WORK TO COMPLETE: Answer with the exact lines of the following material from the one containing "the container's stdin." through the one containing "metadata by ID.", both end lines included.

EXERCISE INPUT:
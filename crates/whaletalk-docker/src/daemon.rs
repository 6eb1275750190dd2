//! The `ContainerDaemon` trait and its wire types.

use std::future::Future;
use std::pin::Pin;

use async_trait::async_trait;
use futures_util::Stream;
use thiserror::Error;
use tokio::io::{AsyncRead, AsyncWrite};

use whaletalk_core::{ContainerEvent, ContainerId, ContainerMeta};

/// Errors talking to the container daemon.
///
/// None of these are fatal to an account: client-construction and
/// subscription failures degrade the account to "online but blind to
/// containers", and per-call failures are logged at the call site.
#[derive(Debug, Error)]
pub enum DaemonError {
    /// A Docker Engine API call failed.
    #[error("daemon request failed: {0}")]
    Api(#[from] bollard::errors::Error),

    /// The inspect response was missing a field the bridge requires.
    #[error("inspect response for {id} missing {field}")]
    IncompleteInspect { id: String, field: &'static str },

    /// The daemon could not be reached at all.
    #[error("daemon unavailable: {0}")]
    Unavailable(String),
}

/// A live subscription to the daemon's lifecycle events, already filtered
/// to the statuses the bridge tracks. Dropping the stream unsubscribes.
pub type EventStream = Pin<Box<dyn Stream<Item = Result<ContainerEvent, DaemonError>> + Send>>;

/// Future that keeps a streaming attach alive, pumping the daemon's framed
/// output into the stdout/stderr readers of an [`AttachStreams`]. Resolves
/// when the daemon ends the attach, errors, or both readers are dropped.
pub type AttachKeepalive = Pin<Box<dyn Future<Output = Result<(), DaemonError>> + Send>>;

/// Endpoints of one streaming attach.
///
/// `stdout` and `stderr` are independent byte streams; each preserves its
/// own ordering but nothing is guaranteed between the two. The caller must
/// drive `keepalive` for bytes to flow.
pub struct AttachStreams {
    /// Write side: bytes sent to the container's stdin.
    pub stdin: Pin<Box<dyn AsyncWrite + Send>>,

    /// Read side: the container's stdout.
    pub stdout: Box<dyn AsyncRead + Send + Unpin>,

    /// Read side: the container's stderr.
    pub stderr: Box<dyn AsyncRead + Send + Unpin>,

    /// Drives the attach call for as long as the session lives.
    pub keepalive: AttachKeepalive,
}

/// The container daemon as the bridge sees it.
#[async_trait]
pub trait ContainerDaemon: Send + Sync {
    /// IDs of currently running containers.
    async fn running_containers(&self) -> Result<Vec<ContainerId>, DaemonError>;

    /// Resolves a container's metadata by ID.
    async fn inspect(&self, id: &ContainerId) -> Result<ContainerMeta, DaemonError>;

    /// Subscribes to the live lifecycle event stream, filtered to
    /// container create/start/die.
    async fn subscribe_events(&self) -> Result<EventStream, DaemonError>;

    /// Attaches to a container's stdin/stdout/stderr in streaming mode.
    async fn attach(&self, id: &ContainerId) -> Result<AttachStreams, DaemonError>;
}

ANSWER TO THIS EXERCISE:
    /// Write side: bytes sent to the container's stdin.
    pub stdin: Pin<Box<dyn AsyncWrite + Send>>,

    /// Read side: the container's stdout.
    pub stdout: Box<dyn AsyncRead + Send + Unpin>,

    /// Read side: the container's stderr.
    pub stderr: Box<dyn AsyncRead + Send + Unpin>,

    /// Drives the attach call for as long as the session lives.
    pub keepalive: AttachKeepalive,
}

/// The container daemon as the bridge sees it.
#[async_trait]
pub trait ContainerDaemon: Send + Sync {
    /// IDs of currently running containers.
    async fn running_containers(&self) -> Result<Vec<ContainerId>, DaemonError>;

    /// Resolves a container's metadata by ID.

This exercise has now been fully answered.